I hope it all works.
I am, as ever, waiting for parts to arrive. Some things have started to come in, including the Athena shifters and the Stronglight outer chain ring. To my relief, I don't have to grind any of it down because it's close enough in thickness to the original (and Centaur Carbon cranks don't have the weird design that first-gen Athena Carbon did) that the mounting face for the hidden bolt is not a problem. What is a problem, though, is that the Centaur Carbon chain ring bolts (FC-RE303) don't fit because the bolt holes on the chain ring are 8 mm in diameter rather than 10. I'm not a hundred percent sure yet because the small ring is still in Germany, but I suspect that it has threaded bolt holes and consequently I need the FC-SR200 bolts, which are a painful $35.

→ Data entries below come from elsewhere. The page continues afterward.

//! In-memory view of a persisted entity.

use std::collections::BTreeMap;

use crate::field_value::FieldValue;
use crate::ids::EntityId;

/// A loaded entity instance: its declared type, scalar fields, and the
/// to-one link slots. To-many memberships are not materialized here;
/// they are read from the store on demand.
#[derive(Debug, Clone, PartialEq, Eq)]
pub struct Entity {
    /// Identifying key.
    pub id: EntityId,
    /// Declared type name (registry key).
    pub entity_type: String,
    /// Scalar field values. Absent keys read as null.
    pub fields: BTreeMap<String, FieldValue>,
    /// To-one link slots by relation name. `None` means unset.
    pub links: BTreeMap<String, Option<EntityId>>,
}

impl Entity {
    pub fn new(entity_type: impl Into<String>) -> Self {
        Self::with_id(EntityId::new(), entity_type)
    }

    pub fn with_id(id: EntityId, entity_type: impl Into<String>) -> Self {
        Self {
            id,
            entity_type: entity_type.into(),
            fields: BTreeMap::new(),
            links: BTreeMap::new(),
        }
    }

    /// Get a field value by name. Missing fields are null.
    pub fn field(&self, name: &str) -> &FieldValue {
        self.fields.get(name).unwrap_or(&FieldValue::Null)
    }

    /// Set a field value.
    pub fn set_field(&mut self, name: impl Into<String>, value: FieldValue) {
        self.fields.insert(name.into(), value);
    }

    /// Get a to-one link slot. Missing slots are unset.
    pub fn link(&self, relation: &str) -> Option<EntityId> {
        self.links.get(relation).copied().flatten()
    }

    /// Set a to-one link slot.
    pub fn set_link(&mut self, relation: impl Into<String>, target: Option<EntityId>) {
        self.links.insert(relation.into(), target);
    }

    /// Builder-style field assignment for fixtures and inserts.
    pub fn with_field(mut self, name: impl Into<String>, value: FieldValue) -> Self {
        self.set_field(name, value);
        self
    }

    pub fn with_link(mut self, relation: impl Into<String>, target: Option<EntityId>) -> Self {
        self.set_link(relation, target);
        self
    }
}

#[cfg(test)]
mod tests {
    use super::*;

    #[test]
    fn missing_field_reads_as_null() {
        let entity = Entity::new("user");
        assert!(entity.field("name").is_null());
    }

    #[test]
    fn link_slot_distinguishes_unset_from_none() {
        let mut entity = Entity::new("subscription");
        assert_eq!(entity.link("user"), None);
        assert!(!entity.links.contains_key("user"));

        entity.set_link("user", None);
        assert_eq!(entity.link("user"), None);
        assert!(entity.links.contains_key("user"));
    }

    #[test]
    fn with_field_chains() {
        let entity = Entity::new("user")
            .with_field("name", FieldValue::Text("Alice".into()))
            .with_field("age", FieldValue::Integer(30));
        assert_eq!(entity.field("name").as_text(), Some("Alice"));
        assert_eq!(entity.field("age").as_integer(), Some(30));
    }
}
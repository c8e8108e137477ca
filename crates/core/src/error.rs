use thiserror::Error;

#[derive(Debug, Error)]
pub enum SchemaError {
    #[error("unknown entity type: {0}")]
    UnknownEntityType(String),

    #[error("duplicate entity type: {0}")]
    DuplicateEntityType(String),

    #[error("duplicate field {field} on entity type {entity_type}")]
    DuplicateField { entity_type: String, field: String },

    #[error("duplicate relation {relation} on entity type {entity_type}")]
    DuplicateRelation {
        entity_type: String,
        relation: String,
    },

    #[error("relation {relation} on {entity_type} targets unknown entity type {target}")]
    UnknownRelationTarget {
        entity_type: String,
        relation: String,
        target: String,
    },

    #[error("unsupported relation kind: {0}")]
    UnsupportedRelationKind(String),
}
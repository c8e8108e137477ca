use serde::{Deserialize, Serialize};
use std::fmt;
use uuid::Uuid;

/// Identifying key of a persisted entity. UUIDv7 so creation order is
/// roughly preserved when rows are scanned by id.
#[derive(Clone, Copy, PartialEq, Eq, PartialOrd, Ord, Hash, Serialize, Deserialize)]
pub struct EntityId(Uuid);

impl EntityId {
    pub fn new() -> Self {
        Self(Uuid::now_v7())
    }

    pub fn from_uuid(uuid: Uuid) -> Self {
        Self(uuid)
    }

    pub fn from_bytes(bytes: [u8; 16]) -> Self {
        Self(Uuid::from_bytes(bytes))
    }

    pub fn as_bytes(&self) -> &[u8; 16] {
        self.0.as_bytes()
    }

    pub fn as_uuid(&self) -> &Uuid {
        &self.0
    }
}

impl fmt::Debug for EntityId {
    fn fmt(&self, f: &mut fmt::Formatter<'_>) -> fmt::Result {
        write!(f, "EntityId({})", &self.0.to_string()[..8])
    }
}

impl Default for EntityId {
    fn default() -> Self {
        Self::new()
    }
}

impl fmt::Display for EntityId {
    fn fmt(&self, f: &mut fmt::Formatter<'_>) -> fmt::Result {
        write!(f, "{}", self.0)
    }
}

On a different topic, this is the one bike that I actually ride. It is a complete, fully functional bicycle with no parts missing or in transit. I am planning to make a few changes, so I wanted to document it in its current state.
Frame: 1982 Colnago Super 52 cm
Fork: Time Club
Groupset: Campagnolo Athena 11 (53-39, Chorus 12-29, Record chain)
Wheels: Velocity A23 20/24, BikeHubStore SLF71W/SL211, Sapim CX-Ray
Tires: Hutchinson Sector 28 mm
Saddle: Bontrager Aeolus Elite 145 mm
Seat post: PMP SB.14 Titanium
Handlebars: Ritchey Classic NeoClassic 40 cm
Stem: Thomson X2 100 mm
Headset: Campagnolo Record Threadless
Pedals: MKS Urban Step-In A
Miscellaneous: Arundel Stainless bottle cage, Knog Oi Titanium bell
It weighs 19.5 pounds as pictured, including practical pedals, bell, sealant and Hexlox.
Best Colnago I’ve ever seen, they usually do very little for me. Nice work
Super nice and clean build on the Nago
So so nice
@Matisse @e54 @Dexter Thank you!
Just stumbled upon this thread and I love it all.